2 hours and 45 minutes with one intermission. At the Lunt-Fontanne Theatre, 205 W. 46th St.
But minutes into the new Broadway revival starring Josh Groban and Annaleigh Ashford that opened Sunday night at the Lunt-Fontanne Theatre, I was already verklempt.
Such is the overwhelming experience of hearing Sondheim’s glorious 1979 score in all its splendor played by a 26-person orchestra — not in some cavernous concert hall or opera house, but a real Broadway theater. It’s been a while.
Director John Doyle’s 2005 small-scale actor-musician production with Patti LuPone and the 2017 immersive off-Broadway staging at Barrow Street Theatre were differently wonderful, but director Thomas Kail’s revival packs an unmatched orchestral punch.
That famous first lyric, “Attend the tale of Sweeney Todd,” isn’t so much a suggestion this time, but a full-throated command.
So, off we go with Groban as Sweeney, a Victorian-era London barber who is wrongfully imprisoned by the lecherous judge who covets Todd’s wife, Lucy.
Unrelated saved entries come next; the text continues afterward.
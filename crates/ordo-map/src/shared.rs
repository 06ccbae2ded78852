//! Thread-safe handle to a sorted map
//!
//! Lookups share a read lock, mutations take the write lock. Each call is
//! one critical section, so a `set` never interleaves with another writer's
//! search.

use std::sync::Arc;

use ordo_core::Value;
use parking_lot::RwLock;

use crate::{EntryStore, MapResult, SortedMap, VecStore};

/// Cloneable, lock-protected [`SortedMap`]
#[derive(Debug)]
pub struct SharedSortedMap<S> {
    inner: Arc<RwLock<SortedMap<S>>>,
}

impl<S> Clone for SharedSortedMap<S> {
    fn clone(&self) -> Self {
        SharedSortedMap {
            inner: Arc::clone(&self.inner),
        }
    }
}

impl<V> SharedSortedMap<VecStore<V>> {
    pub fn new() -> Self {
        SharedSortedMap::from_map(SortedMap::new())
    }
}

impl<V> Default for SharedSortedMap<VecStore<V>> {
    fn default() -> Self {
        Self::new()
    }
}

impl<S: EntryStore> SharedSortedMap<S> {
    pub fn from_map(map: SortedMap<S>) -> Self {
        SharedSortedMap {
            inner: Arc::new(RwLock::new(map)),
        }
    }

    /// Run `f` under the read lock
    pub fn read<R>(&self, f: impl FnOnce(&SortedMap<S>) -> R) -> R {
        f(&self.inner.read())
    }

    /// Run `f` under the write lock
    pub fn write<R>(&self, f: impl FnOnce(&mut SortedMap<S>) -> R) -> R {
        f(&mut self.inner.write())
    }

    pub fn len(&self) -> usize {
        self.inner.read().len()
    }

    pub fn is_empty(&self) -> bool {
        self.inner.read().is_empty()
    }

    pub fn contains_key(&self, key: &Value) -> MapResult<bool> {
        self.inner.read().contains_key(key)
    }

    pub fn set(&self, key: Value, value: S::Item) -> MapResult<Option<S::Item>> {
        self.inner.write().set(key, value)
    }

    pub fn delete(&self, key: &Value) -> MapResult<S::Item> {
        self.inner.write().delete(key)
    }
}

impl<S> SharedSortedMap<S>
where
    S: EntryStore,
    S::Item: Clone,
{
    /// Copy of the value under `key`
    pub fn get(&self, key: &Value) -> MapResult<S::Item> {
        self.inner.read().get(key).cloned()
    }

    pub fn get_or_default(&self, key: &Value, default: S::Item) -> MapResult<S::Item> {
        let map = self.inner.read();
        let value = map.get_or_default(key, &default)?.clone();
        Ok(value)
    }

    /// Copy of the value under `key` after inserting `default` if absent
    pub fn set_default(&self, key: Value, default: S::Item) -> MapResult<S::Item> {
        self.inner.write().set_default(key, default).map(|v| v.clone())
    }

    /// Snapshot of all entries in key order
    pub fn entries(&self) -> Vec<(Value, S::Item)> {
        self.inner
            .read()
            .iter()
            .map(|(k, v)| (k.clone(), v.clone()))
            .collect()
    }
}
Being locked up in faraway Australia turns him into a monster, hellbent on killing Judge Turpin (Jamie Jackson) and Turpin’s smarmy sidekick, the Beadle (John Rapson), back in England. He gets to London, and things turn bloody bloody.
Immediately we realize that Groban is not the menacing, feral Todd that Len Cariou and Michael Cerveris were, but a calmer chap with an ax to grind. This choice cuts both ways. Sweeney is more human, yes, but some scenes lack intensity. His song “Epiphany” — in which he declares, “They all deserve to die!” — isn’t as scary as it should be. Still, Groban is as well-sung a Sweeney as you’ll find.
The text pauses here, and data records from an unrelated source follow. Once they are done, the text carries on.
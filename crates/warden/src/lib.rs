//! # Warden
//!
//! An authorization engine. Given a principal (an authenticated actor) and
//! a requested capability, Warden computes whether that capability is
//! granted, which rows of data the principal may see, and which fields of
//! a record may be exposed.
//!
//! # Architecture
//!
//! ```text
//! ┌──────────────────────────────────────────────────────────────┐
//! │                          Warden                               │
//! │  ┌─────────┐   ┌───────────┐   ┌──────────┐   ┌───────────┐  │
//! │  │  Store  │ → │ Resolver  │ → │ Gateway  │ → │  Caller   │  │
//! │  │ (reads) │   │(pure sets)│   │(decisions)│  │(middleware)│ │
//! │  └─────────┘   └───────────┘   └──────────┘   └───────────┘  │
//! └──────────────────────────────────────────────────────────────┘
//! ```
//!
//! # Quick Start
//!
//! ```
//! use std::sync::Arc;
//!
//! use warden::{
//!     AuthContext, AuthorizationGateway, MemoryStore, PrincipalId, Role, RoleAssignment,
//!     RoleId,
//! };
//!
//! let store = Arc::new(MemoryStore::new());
//! store.set_role_permissions(
//!     RoleId::new(1),
//!     vec!["article.read".to_string(), "article.update".to_string()],
//! );
//! store.add_role_assignment(RoleAssignment::new(
//!     PrincipalId::new(1),
//!     Role::new(RoleId::new(1), "editor"),
//! ));
//!
//! let gateway = AuthorizationGateway::new(Arc::clone(&store), Arc::clone(&store));
//! let ctx = AuthContext::Authenticated(PrincipalId::new(1));
//!
//! assert!(gateway.check_permission(&ctx, "article.read")?);
//! assert!(!gateway.check_permission(&ctx, "article.delete")?);
//! # Ok::<(), warden::AuthzError>(())
//! ```
//!
//! # Modules
//!
//! - **Types**: [`PrincipalId`], [`AuthContext`], [`DataScope`], [`Predicate`]
//! - **Store contracts**: [`PrincipalGrantStore`], [`PermissionCatalog`],
//!   [`DepartmentDirectory`], [`MemoryStore`]
//! - **Engine**: [`AuthorizationGateway`], [`PermissionResolver`],
//!   [`ScopeFilter`], [`filter_fields`]
//! - **Configuration**: [`WardenConfig`], [`ConfigLoader`]

pub use warden_config::{AuditConfig, ConfigLoader, EngineConfig, WardenConfig};
pub use warden_rbac::{
    AuthorizationGateway, AuthzError, DataAccessResult, EffectivePermissionSet, GatewayOptions,
    Permission, PermissionResolver, QueryDescriptor, Result, ScopeFilter, WILDCARD, filter_fields,
    resolve_data_access,
};
pub use warden_store::{
    DepartmentDirectory, DirectGrant, GrantType, MemoryStore, PermissionCatalog,
    PrincipalGrantStore, Role, RoleAssignment, StoreError,
};
pub use warden_types::{
    AuthContext, DataScope, DepartmentId, Predicate, PrincipalId, RoleId, ScalarValue,
};

/// Builds gateway options from configuration.
pub fn gateway_options(config: &WardenConfig) -> GatewayOptions {
    GatewayOptions {
        log_granted: config.audit.log_granted,
        log_denied: config.audit.log_denied,
        expose_grant_details: config.engine.expose_grant_details,
    }
}

/// Builds a scope filter from configuration, without department support.
///
/// Pair with [`scope_filter_with_directory`] when a department directory
/// is available; without one, department-scoped requests fail with
/// [`AuthzError::NotImplemented`] rather than silently narrowing.
pub fn scope_filter(config: &WardenConfig) -> ScopeFilter {
    ScopeFilter::new()
        .with_owner_field(config.engine.owner_field.clone())
        .with_department_field(config.engine.department_field.clone())
}

/// Builds a scope filter from configuration with department support.
pub fn scope_filter_with_directory(
    config: &WardenConfig,
    directory: impl DepartmentDirectory + Send + Sync + 'static,
) -> ScopeFilter {
    scope_filter(config).with_directory(directory)
}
Fresh off the boat, the barbaric barber heads to Mrs. Lovett’s Pie Shop on Fleet Street, where he’s served the worst pies in London and we’re served Ashford’s nonstop hilarity.
Ashford is a remarkably gifted comedienne. However, there’s more to her Lovett than schtick. With modern flair, she conjures memories of the very real women who’ve befriended serial killers like Ted Bundy or Charles Manson to find purpose or love.
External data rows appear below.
//! # warden-types: Core types for `Warden`
//!
//! This crate contains shared types used across the Warden system:
//! - Entity IDs ([`PrincipalId`], [`RoleId`], [`DepartmentId`])
//! - Request identity ([`AuthContext`])
//! - Row visibility ([`DataScope`])
//! - Typed row predicates ([`Predicate`], [`ScalarValue`])

use std::cmp::Ordering;
use std::fmt::Display;

use serde::{Deserialize, Serialize};
use serde_json::Value;

// ============================================================================
// Entity IDs - All Copy (cheap 8-byte values)
// ============================================================================

/// Unique identifier for an authenticated actor.
///
/// Principals are opaque to the engine: no attributes beyond identity are
/// owned here. The identity provider that authenticates a request supplies
/// this value.
#[derive(Debug, Clone, Copy, PartialEq, Eq, PartialOrd, Ord, Hash, Serialize, Deserialize)]
pub struct PrincipalId(u64);

impl PrincipalId {
    pub fn new(id: u64) -> Self {
        Self(id)
    }
}

impl Display for PrincipalId {
    fn fmt(&self, f: &mut std::fmt::Formatter<'_>) -> std::fmt::Result {
        write!(f, "{}", self.0)
    }
}

impl From<u64> for PrincipalId {
    fn from(value: u64) -> Self {
        Self(value)
    }
}

impl From<PrincipalId> for u64 {
    fn from(id: PrincipalId) -> Self {
        id.0
    }
}

/// Unique identifier for a role.
#[derive(Debug, Clone, Copy, PartialEq, Eq, PartialOrd, Ord, Hash, Serialize, Deserialize)]
pub struct RoleId(u64);

impl RoleId {
    pub fn new(id: u64) -> Self {
        Self(id)
    }
}

impl Display for RoleId {
    fn fmt(&self, f: &mut std::fmt::Formatter<'_>) -> std::fmt::Result {
        write!(f, "{}", self.0)
    }
}

impl From<u64> for RoleId {
    fn from(value: u64) -> Self {
        Self(value)
    }
}

impl From<RoleId> for u64 {
    fn from(id: RoleId) -> Self {
        id.0
    }
}

/// Unique identifier for a department (organizational unit).
#[derive(Debug, Clone, Copy, PartialEq, Eq, PartialOrd, Ord, Hash, Serialize, Deserialize)]
pub struct DepartmentId(u64);

impl DepartmentId {
    pub fn new(id: u64) -> Self {
        Self(id)
    }
}

impl Display for DepartmentId {
    fn fmt(&self, f: &mut std::fmt::Formatter<'_>) -> std::fmt::Result {
        write!(f, "{}", self.0)
    }
}

impl From<u64> for DepartmentId {
    fn from(value: u64) -> Self {
        Self(value)
    }
}

impl From<DepartmentId> for u64 {
    fn from(id: DepartmentId) -> Self {
        id.0
    }
}

// ============================================================================
// AuthContext
// ============================================================================

/// Identity context for a single request.
///
/// Constructed by the session layer and passed explicitly into every engine
/// entry point. There is deliberately no ambient/global session state: a
/// function that needs to know who is asking takes an `AuthContext`.
#[derive(Debug, Clone, Copy, PartialEq, Eq, Hash, Serialize, Deserialize)]
pub enum AuthContext {
    /// No valid principal was presented.
    Anonymous,

    /// An authenticated principal.
    Authenticated(PrincipalId),
}

impl AuthContext {
    /// Returns the principal, or `None` for anonymous requests.
    pub fn principal(&self) -> Option<PrincipalId> {
        match self {
            AuthContext::Anonymous => None,
            AuthContext::Authenticated(p) => Some(*p),
        }
    }

    /// Returns whether a principal was presented.
    pub fn is_authenticated(&self) -> bool {
        matches!(self, AuthContext::Authenticated(_))
    }
}

impl From<PrincipalId> for AuthContext {
    fn from(principal: PrincipalId) -> Self {
        AuthContext::Authenticated(principal)
    }
}

// ============================================================================
// DataScope
// ============================================================================

/// Row-visibility descriptor attached to a role assignment.
///
/// Determines which rows of a resource a principal may see once the
/// operation itself has been granted.
#[derive(Debug, Clone, PartialEq, Eq, Serialize, Deserialize)]
pub enum DataScope {
    /// All rows are visible.
    All,

    /// Rows belonging to the principal's department.
    Department,

    /// Only rows owned by the principal.
    SelfOnly,

    /// Rows matching the given predicates (all must hold).
    Custom(Vec<Predicate>),
}

impl DataScope {
    /// Returns the breadth rank of this scope (higher = wider visibility).
    ///
    /// Used when a principal holds several role assignments with scope
    /// overrides: the widest scope wins, ties broken by assignment order.
    pub fn priority(&self) -> u8 {
        match self {
            DataScope::All => 3,
            DataScope::Department => 2,
            DataScope::Custom(_) => 1,
            DataScope::SelfOnly => 0,
        }
    }
}

impl Default for DataScope {
    /// Defaults to `SelfOnly` (safe default: narrowest visibility).
    fn default() -> Self {
        DataScope::SelfOnly
    }
}

// ============================================================================
// ScalarValue
// ============================================================================

/// A scalar comparison operand in a row predicate.
#[derive(Debug, Clone, PartialEq, Eq, Serialize, Deserialize)]
pub enum ScalarValue {
    /// UTF-8 string.
    Str(String),
    /// Signed 64-bit integer.
    Int(i64),
    /// Boolean.
    Bool(bool),
}

impl ScalarValue {
    /// Compares this operand against a JSON value of the same kind.
    ///
    /// Returns `None` when the kinds differ (a type-mismatched comparison
    /// never matches, it does not error).
    fn compare(&self, value: &Value) -> Option<Ordering> {
        match (self, value) {
            (ScalarValue::Str(s), Value::String(v)) => Some(v.as_str().cmp(s.as_str())),
            (ScalarValue::Int(i), Value::Number(n)) => n.as_i64().map(|v| v.cmp(i)),
            (ScalarValue::Bool(b), Value::Bool(v)) => Some(v.cmp(b)),
            _ => None,
        }
    }
}

impl From<&str> for ScalarValue {
    fn from(value: &str) -> Self {
        ScalarValue::Str(value.to_string())
    }
}

impl From<i64> for ScalarValue {
    fn from(value: i64) -> Self {
        ScalarValue::Int(value)
    }
}

impl From<bool> for ScalarValue {
    fn from(value: bool) -> Self {
        ScalarValue::Bool(value)
    }
}

impl From<PrincipalId> for ScalarValue {
    fn from(principal: PrincipalId) -> Self {
        // Row owner columns store the principal's numeric id.
        ScalarValue::Int(u64::from(principal) as i64)
    }
}

impl From<DepartmentId> for ScalarValue {
    fn from(department: DepartmentId) -> Self {
        ScalarValue::Int(u64::from(department) as i64)
    }
}

// ============================================================================
// Predicate
// ============================================================================

/// A typed row predicate over named fields.
///
/// Scope narrowing is expressed as structured predicates handed to the data
/// layer, never as text fragments spliced into a query language. Predicates
/// can be combined with `And`, `Or`, and `Not` to express arbitrarily
/// complex row filters.
#[derive(Debug, Clone, PartialEq, Eq, Serialize, Deserialize)]
pub enum Predicate {
    /// Field equals the value.
    Eq { field: String, value: ScalarValue },
    /// Field does not equal the value.
    Ne { field: String, value: ScalarValue },
    /// Field is less than the value.
    Lt { field: String, value: ScalarValue },
    /// Field is less than or equal to the value.
    Le { field: String, value: ScalarValue },
    /// Field is greater than the value.
    Gt { field: String, value: ScalarValue },
    /// Field is greater than or equal to the value.
    Ge { field: String, value: ScalarValue },
    /// Field is one of the listed values.
    In {
        field: String,
        values: Vec<ScalarValue>,
    },
    /// All sub-predicates must hold.
    And(Vec<Predicate>),
    /// At least one sub-predicate must hold.
    Or(Vec<Predicate>),
    /// The sub-predicate must not hold.
    Not(Box<Predicate>),
}

impl Predicate {
    /// Convenience constructor for an equality predicate.
    pub fn eq(field: impl Into<String>, value: impl Into<ScalarValue>) -> Self {
        Predicate::Eq {
            field: field.into(),
            value: value.into(),
        }
    }

    /// Evaluates this predicate against a JSON record.
    ///
    /// Field lookups are top-level only. A missing field or a
    /// type-mismatched comparison evaluates to `false`, never an error.
    pub fn matches(&self, record: &Value) -> bool {
        match self {
            Predicate::Eq { field, value } => {
                cmp_field(record, field, value).is_some_and(Ordering::is_eq)
            }
            Predicate::Ne { field, value } => {
                cmp_field(record, field, value).is_some_and(Ordering::is_ne)
            }
            Predicate::Lt { field, value } => {
                cmp_field(record, field, value).is_some_and(Ordering::is_lt)
            }
            Predicate::Le { field, value } => {
                cmp_field(record, field, value).is_some_and(Ordering::is_le)
            }
            Predicate::Gt { field, value } => {
                cmp_field(record, field, value).is_some_and(Ordering::is_gt)
            }
            Predicate::Ge { field, value } => {
                cmp_field(record, field, value).is_some_and(Ordering::is_ge)
            }
            Predicate::In { field, values } => record.get(field).is_some_and(|v| {
                values
                    .iter()
                    .any(|candidate| candidate.compare(v).is_some_and(Ordering::is_eq))
            }),
            Predicate::And(sub) => sub.iter().all(|p| p.matches(record)),
            Predicate::Or(sub) => sub.iter().any(|p| p.matches(record)),
            Predicate::Not(sub) => !sub.matches(record),
        }
    }
}

/// Compares a record field against an operand.
///
/// `Some(Ordering)` reflects `record.field <op> operand`; `None` means the
/// field is absent or of a different kind.
fn cmp_field(record: &Value, field: &str, value: &ScalarValue) -> Option<Ordering> {
    record.get(field).and_then(|v| value.compare(v))
}

// ============================================================================
// Tests
// ============================================================================

#[cfg(test)]
mod tests {
    use super::*;
    use serde_json::json;

    #[test]
    fn test_id_conversions() {
        let principal = PrincipalId::from(42);
        assert_eq!(u64::from(principal), 42);
        assert_eq!(principal.to_string(), "42");

        let role = RoleId::new(7);
        assert_eq!(u64::from(role), 7);
    }

    #[test]
    fn test_auth_context() {
        let ctx = AuthContext::from(PrincipalId::new(5));
        assert!(ctx.is_authenticated());
        assert_eq!(ctx.principal(), Some(PrincipalId::new(5)));

        assert!(!AuthContext::Anonymous.is_authenticated());
        assert_eq!(AuthContext::Anonymous.principal(), None);
    }

    #[test]
    fn test_scope_priority_ordering() {
        // All > Department > Custom > SelfOnly
        assert!(DataScope::All.priority() > DataScope::Department.priority());
        assert!(DataScope::Department.priority() > DataScope::Custom(vec![]).priority());
        assert!(DataScope::Custom(vec![]).priority() > DataScope::SelfOnly.priority());
    }

    #[test]
    fn test_default_scope_is_narrowest() {
        assert_eq!(DataScope::default(), DataScope::SelfOnly);
    }

    #[test]
    fn test_predicate_eq() {
        let record = json!({"owner_id": 42, "status": "active"});

        assert!(Predicate::eq("owner_id", 42i64).matches(&record));
        assert!(!Predicate::eq("owner_id", 43i64).matches(&record));
        assert!(Predicate::eq("status", "active").matches(&record));
    }

    #[test]
    fn test_predicate_missing_field_never_matches() {
        let record = json!({"owner_id": 42});

        assert!(!Predicate::eq("absent", 1i64).matches(&record));
        let ne = Predicate::Ne {
            field: "absent".to_string(),
            value: ScalarValue::Int(1),
        };
        // Ne also fails on a missing field: no comparison, no match.
        assert!(!ne.matches(&record));
    }

    #[test]
    fn test_predicate_type_mismatch_never_matches() {
        let record = json!({"owner_id": "not-a-number"});
        assert!(!Predicate::eq("owner_id", 42i64).matches(&record));
    }

    #[test]
    fn test_predicate_ordering() {
        let record = json!({"amount": 100});

        let gt = Predicate::Gt {
            field: "amount".to_string(),
            value: ScalarValue::Int(50),
        };
        let lt = Predicate::Lt {
            field: "amount".to_string(),
            value: ScalarValue::Int(50),
        };
        assert!(gt.matches(&record));
        assert!(!lt.matches(&record));
    }

    #[test]
    fn test_predicate_in_list() {
        let record = json!({"region": "eu-west"});

        let pred = Predicate::In {
            field: "region".to_string(),
            values: vec![ScalarValue::from("us-east"), ScalarValue::from("eu-west")],
        };
        assert!(pred.matches(&record));
    }

    #[test]
    fn test_predicate_combinators() {
        let record = json!({"owner_id": 42, "status": "active"});

        let both = Predicate::And(vec![
            Predicate::eq("owner_id", 42i64),
            Predicate::eq("status", "active"),
        ]);
        assert!(both.matches(&record));

        let either = Predicate::Or(vec![
            Predicate::eq("owner_id", 99i64),
            Predicate::eq("status", "active"),
        ]);
        assert!(either.matches(&record));

        let negated = Predicate::Not(Box::new(Predicate::eq("status", "archived")));
        assert!(negated.matches(&record));
    }
}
She’s wildly funny: Her “By The Sea,” in which Mrs. Lovett imagines retiring to the coast with her murderer man-friend, is jammed with more jokes than we knew could fit. Yet she’s sad too — achingly desperate to have somebody by her side.
Sweeney and his eccentric former landlady team up — he wants revenge, she wants him — and embark on a bloody rampage through London.
But how to cover their tracks? Mrs. Lovett’s shop is struggling and she can’t afford high-quality meat (Yikes, “Sweeney Todd” could be set in 2023 NYC), so she hatches the maniacal plan to use the bodies of Sweeney’s victims to fill her pastries.
During one of the greatest Act One finales ever composed, “A Little Priest,” Ashford’s and Groban’s conspirators try to crack each other up like “SNL” actors.
On their murder spree, Sweeney and Lovett swim in a sea of lost souls.
Jordan Fisher plays Anthony, a bright-eyed sailor who falls in love with Sweeney’s daughter, Johanna (Maria Bilbao), who’s trapped by the evil judge. Fisher wins us over with guilelessness, but doesn’t quite nail the soaring “Johanna.” He’ll get there.
And how fortunate we are to watch Ruthie Ann Miles take the role of the crazed beggar woman and add incomparable depth and pain to her deranged shouts and cries.
Gaten Matarazzo from “Stranger Things” battles another monster as little Toby, initially assistant to the funny Italian barber Pirelli (Nicholas Christopher, flawless), turned waiter at the pie shop. He’s haunting as he croons “Not While I’m Around” to his beloved Mrs. Lovett. “Sweeney” is the rare musical where an actor having fought Vecna on Netflix actually adds to their performance.
Not all is perfect at the pie shop, though. What hinders “Hamilton” director Kail’s conventional but by no means blasé production is Steven Hoggett’s largely pointless choreography.
Hoggett has done brilliant work in past shows such as “Once” and “Harry Potter and the Cursed Child,” in which movement sprung up in an organic, magical way.
But in “Sweeney Todd,” the dancing and gestures he’s staged are overabundant and clumsy, stealing our attention away from Sondheim’s peerless lyrics and relaxing the should-be-tense songs. Stillness is much more frightening than actors spastically chopping the air with their hands.
And there are times when it seems like Kail just didn’t like a song very much, so he tacked on an interpretive dance upstage on Mimi Lien’s bridge-and-tunnel set to move it along.
Regardless, all it takes is a swell of the orchestra and the hellfire wails of the chorus to joltingly remind us we’re at one of the greatest musicals ever written.